Nowhere that is a very good question!  

Chrisp so glad to hear you are getting ready for a big adventure and your special friend. I have read many of your posts about your Barbara, so wishing happiness for you! 

Bholmes my heart hurts for you. Your pain comes through so raw. I thank you for opening up and sharing with us. You said “no one told me “ , truth is no one told any of us what this horrible disease would do to our loved ones and to us the spouses. I pray that you find peace and will be kind and gentle to yourself. Lydia is a beautiful name. Look for happiness, you deserve it. 

Free thinker thank you for sharing with us. So happy for you that you have found a second chance to love and be loved. Best wishes to you! 

Posted: Wednesday, March 15, 2023 11:51 PM
Joined: 10/26/2019
Posts: 364

Thanks to each of you for sharing your journey and responding to my questions. Shortly after placing my husband in memory care (during Covid) , I didn’t think Alzheimer’s had anything else to take from me, but I was wrong, because he found someone who his brain imprinted upon and he mistook her for me. The RN called to inform me that he was in a mutual loving relationship with another resident whom he called by my name. It felt like I’d been sucker punched. Later, after moving to a new facility it happened again. She has since passed and now he’s advanced to a place he cannot think or recall to reattach. I’m trying to prepare for its final blow, then I read it will never leave, so had wondered how best to be prepared and resilient. 

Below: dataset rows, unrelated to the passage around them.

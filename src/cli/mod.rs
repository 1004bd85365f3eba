//! # Command Line Interface
//!
//! `keystash serve` runs the API; the remaining commands manage the database,
//! inspect configuration and mint master KEKs for `simple_crypto`.

use crate::api::{build_router, start_api_server, ApiState};
use crate::config::{AppConfig, DatabaseConfig};
use crate::observability::{init_observability, log_config_info};
use crate::startup::AppState;
use crate::storage::{
    create_pool, embedded_versions, get_migration_version, list_applied_migrations,
    run_db_migrations, validate_migrations, MigrationInfo,
};
use crate::{APP_NAME, VERSION};
use base64::{engine::general_purpose::STANDARD, Engine};
use clap::{Parser, Subcommand};
use ring::rand::{SecureRandom, SystemRandom};
use std::path::PathBuf;
use tracing::info;
use zeroize::Zeroizing;

/// Bytes in a generated master KEK
const KEK_LENGTH: usize = 32;

#[derive(Parser)]
#[command(name = "keystash")]
#[command(about = "Key management service with pluggable secret stores")]
#[command(version = env!("CARGO_PKG_VERSION"))]
pub struct Cli {
    #[command(subcommand)]
    pub command: Commands,

    /// Configuration file (TOML, INI or YAML)
    #[arg(short, long, global = true, env = "KEYSTASH_CONFIG")]
    pub config: Option<PathBuf>,

    /// Database URL override
    #[arg(long, global = true)]
    pub database_url: Option<String>,
}

#[derive(Subcommand)]
pub enum Commands {
    /// Run the HTTP API
    Serve,

    /// Database management commands
    Db {
        #[command(subcommand)]
        command: DatabaseCommands,
    },

    /// Configuration commands
    Config {
        #[command(subcommand)]
        command: ConfigCommands,
    },

    /// Master KEK helpers
    Kek {
        #[command(subcommand)]
        command: KekCommands,
    },
}

#[derive(Subcommand)]
pub enum DatabaseCommands {
    /// Apply pending migrations
    Migrate,

    /// Show migration status
    Status,

    /// List applied migrations
    List,
}

#[derive(Subcommand)]
pub enum ConfigCommands {
    /// Validate configuration and print it with credentials redacted
    Check,
}

#[derive(Subcommand)]
pub enum KekCommands {
    /// Print a random base64 KEK for `[simple_crypto_plugin] kek`
    Generate,
}

/// Run CLI commands
pub async fn run_cli() -> anyhow::Result<()> {
    let cli = Cli::parse();

    match cli.command {
        Commands::Kek { command: KekCommands::Generate } => {
            println!("{}", generate_kek()?.as_str());
        }
        Commands::Serve => {
            let config = load_config(cli.config, cli.database_url)?;
            serve(config).await?;
        }
        Commands::Db { command } => {
            let config = load_config(cli.config, cli.database_url)?;
            handle_database_command(command, &config.database).await?;
        }
        Commands::Config { command: ConfigCommands::Check } => {
            let config = load_config(cli.config, cli.database_url)?;
            println!("{}", config.to_redacted_toml()?);
        }
    }

    Ok(())
}

fn load_config(path: Option<PathBuf>, database_url: Option<String>) -> anyhow::Result<AppConfig> {
    let mut config = AppConfig::load(path.as_deref())?;
    if let Some(url) = database_url {
        config.database.url = url;
        config.validate()?;
    }
    Ok(config)
}

async fn serve(config: AppConfig) -> anyhow::Result<()> {
    let _guard = init_observability(&config.observability).await?;
    log_config_info(&config);

    info!(app_name = APP_NAME, version = VERSION, "Starting keystash");

    let server = config.server.clone();
    let state = AppState::new(config).await?;
    let router = build_router(ApiState::new(&state), &server);
    start_api_server(&server, router).await?;

    info!("keystash shutdown completed");
    Ok(())
}

/// Base64 of a fresh random master KEK.
pub fn generate_kek() -> anyhow::Result<Zeroizing<String>> {
    let mut kek = Zeroizing::new([0u8; KEK_LENGTH]);
    SystemRandom::new()
        .fill(&mut kek[..])
        .map_err(|_| anyhow::anyhow!("System random source unavailable"))?;
    Ok(Zeroizing::new(STANDARD.encode(&kek[..])))
}

/// Handle database management commands
async fn handle_database_command(
    command: DatabaseCommands,
    config: &DatabaseConfig,
) -> anyhow::Result<()> {
    let pool = create_pool(&DatabaseConfig { auto_migrate: false, ..config.clone() }).await?;

    match command {
        DatabaseCommands::Migrate => {
            println!("Running database migrations...");
            run_db_migrations(&pool).await?;
            println!("Migrations completed successfully!");
        }

        DatabaseCommands::Status => {
            let current = get_migration_version(&pool).await?;
            let latest = embedded_versions().last().copied().unwrap_or(0);
            println!("Current version: {}  Latest: {}", current, latest);
            if current < latest {
                println!("Database schema has pending migrations");
                std::process::exit(1);
            }
            if !validate_migrations(&pool).await? {
                println!("Applied migrations do not match the embedded ones");
                std::process::exit(1);
            }
            println!("Database schema is up to date");
        }

        DatabaseCommands::List => {
            let migrations = list_applied_migrations(&pool).await?;
            if migrations.is_empty() {
                println!("No migrations have been applied");
            } else {
                println!("Applied migrations:");
                print_migrations_table(&migrations);
            }
        }
    }

    Ok(())
}

fn print_migrations_table(migrations: &[MigrationInfo]) {
    println!();
    println!("{:<15} {:<50} {:<25} {:<10}", "Version", "Description", "Applied On", "Time (ms)");
    println!("{}", "-".repeat(100));

    for migration in migrations {
        println!(
            "{:<15} {:<50} {:<25} {:<10}",
            migration.version,
            truncate_string(&migration.description, 48),
            migration.installed_on.format("%Y-%m-%d %H:%M:%S"),
            migration.execution_time
        );
    }
}

fn truncate_string(s: &str, max_len: usize) -> String {
    if s.chars().count() <= max_len {
        s.to_string()
    } else {
        let kept: String = s.chars().take(max_len.saturating_sub(3)).collect();
        format!("{}...", kept)
    }
}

M&M- I’m sorry you’re struggling. A close mother/daughter bond is so joyful, and as much joy spent together, being without is proportionately that much more to bear. May in time memories of her be a comfort and turn your tears into smiles.

Chrisp- I love your succession analogy. No, your loving wife will never be replaced and yes, our hearts are expandable to accept another and continue loving. Wishing you much happiness moving forward.

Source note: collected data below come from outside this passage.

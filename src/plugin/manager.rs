//! Secret store plugin registry
//!
//! Maps the names in `[secretstore] enabled_secretstore_plugins` to plugin
//! instances and picks the plugin for each store, generate, retrieve and
//! delete request. Registration order is selection order.

use super::multiple_backends::{narrow_to, MultipleBackends, PluginKind};
use super::store::SecretStorePlugin;
use super::PluginError;
use crate::domain::KeySpec;
use crate::errors::Result;
use std::sync::Arc;
use tracing::{debug, info, warn};

#[derive(Default)]
pub struct SecretStorePluginManager {
    plugins: Vec<Arc<dyn SecretStorePlugin>>,
    multiple_backends: Option<Arc<MultipleBackends>>,
}

impl std::fmt::Debug for SecretStorePluginManager {
    fn fmt(&self, f: &mut std::fmt::Formatter<'_>) -> std::fmt::Result {
        f.debug_struct("SecretStorePluginManager")
            .field("plugins", &self.registered_plugins())
            .field("multiple_backends", &self.multiple_backends.is_some())
            .finish()
    }
}

impl SecretStorePluginManager {
    pub fn new() -> Self {
        Self::default()
    }

    /// Narrow selection of new secrets by project store preference.
    pub fn with_multiple_backends(mut self, backends: Arc<MultipleBackends>) -> Self {
        self.multiple_backends = Some(backends);
        self
    }

    /// Register a secret store plugin; a second plugin with the same name replaces the first.
    pub fn register(&mut self, plugin: Arc<dyn SecretStorePlugin>) {
        info!(plugin = plugin.name(), "Registering secret store plugin");
        if let Some(existing) = self.plugins.iter_mut().find(|p| p.name() == plugin.name()) {
            warn!(plugin = plugin.name(), "Replacing already registered secret store plugin");
            *existing = plugin;
        } else {
            self.plugins.push(plugin);
        }
    }

    pub fn has_plugin(&self, name: &str) -> bool {
        self.plugins.iter().any(|p| p.name() == name)
    }

    pub fn registered_plugins(&self) -> Vec<String> {
        self.plugins.iter().map(|p| p.name().to_string()).collect()
    }

    fn ensure_configured(&self) -> Result<()> {
        if self.plugins.is_empty() {
            return Err(PluginError::StorePluginsNotConfigured.into());
        }
        Ok(())
    }

    async fn applicable_plugins(
        &self,
        project_id: Option<&str>,
        existing_plugin_name: Option<&str>,
    ) -> Result<Vec<Arc<dyn SecretStorePlugin>>> {
        let plugins = self.plugins.clone();
        let Some(backends) = &self.multiple_backends else {
            return Ok(plugins);
        };
        let wanted = backends
            .applicable_plugin_name(project_id, existing_plugin_name, PluginKind::Store)
            .await?;
        narrow_to(plugins, wanted, |p| p.name())
    }

    /// Plugin to store a secret with `key_spec`.
    ///
    /// An explicit `plugin_name` wins. Otherwise the first applicable plugin
    /// that supports the key spec (and has a transport key, if one is needed).
    pub async fn get_plugin_store(
        &self,
        key_spec: &KeySpec,
        plugin_name: Option<&str>,
        transport_key_needed: bool,
        project_id: Option<&str>,
    ) -> Result<Arc<dyn SecretStorePlugin>> {
        self.ensure_configured()?;
        let active = self.applicable_plugins(project_id, plugin_name).await?;

        if let Some(name) = plugin_name {
            return active
                .into_iter()
                .find(|p| p.name() == name)
                .ok_or_else(|| PluginError::PluginNotFound { name: name.to_string() }.into());
        }

        for plugin in active {
            if !plugin.store_secret_supports(key_spec) {
                continue;
            }
            if transport_key_needed && plugin.get_transport_key().await?.is_none() {
                continue;
            }
            debug!(plugin = plugin.name(), "Selected secret store plugin for store");
            return Ok(plugin);
        }

        let reason = if transport_key_needed {
            "no plugin with a transport key supports this secret"
        } else {
            "no plugin supports this secret"
        };
        Err(PluginError::StoreSupportedPluginNotFound { reason: reason.to_string() }.into())
    }

    /// Plugin recorded in a stored secret's metadata.
    ///
    /// Missing here means the server configuration changed since the
    /// secret was stored.
    pub fn get_plugin_retrieve_delete(
        &self,
        plugin_name: &str,
    ) -> Result<Arc<dyn SecretStorePlugin>> {
        self.ensure_configured()?;
        self.plugins.iter().find(|p| p.name() == plugin_name).cloned().ok_or_else(|| {
            PluginError::StorePluginNotAvailable { name: plugin_name.to_string() }.into()
        })
    }

    /// First applicable plugin able to generate keys for `key_spec`.
    pub async fn get_plugin_generate(
        &self,
        key_spec: &KeySpec,
        project_id: Option<&str>,
    ) -> Result<Arc<dyn SecretStorePlugin>> {
        self.ensure_configured()?;
        self.applicable_plugins(project_id, None)
            .await?
            .into_iter()
            .find(|p| p.generate_supports(key_spec))
            .ok_or_else(|| {
                PluginError::GenerateSupportedPluginNotFound {
                    algorithm: key_spec.alg.clone().unwrap_or_default(),
                }
                .into()
            })
    }

    /// Health of every plugin, in registration order.
    pub async fn health_check_all(&self) -> Vec<(String, Result<()>)> {
        let checks = self.plugins.iter().map(|p| async move {
            (p.name().to_string(), p.health_check().await)
        });
        futures::future::join_all(checks).await
    }
}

Bholmes- my husband has had AD for sixteen years. He is still walking and talking. All his life when ill, he’d not lay in bed. I’m pretty sure he’ll skip that part ans he’s already described as being in late Alzheimers and he’ll just keep going until his last breath. When my husband was placed, the stillness was awful. It still is. Good for you for finding a hobby and reconnecting with friends. From your post I can hear you were an amazing caregiver to your wife. Perhaps your effort to carry on is your purpose for now? I kinda think Lydia would agree. 

Free Thinker- thank you for sharing your story. I see a theme on this strand for the need to physically move or get away from what was once, and start anew. It takes courage to let go, I think. Courage to move forward, even while wishing and missing who and what was. It’s beautiful the way in which you describe memories of your first wife “as giving back pieces of her” and how they enrich your present love.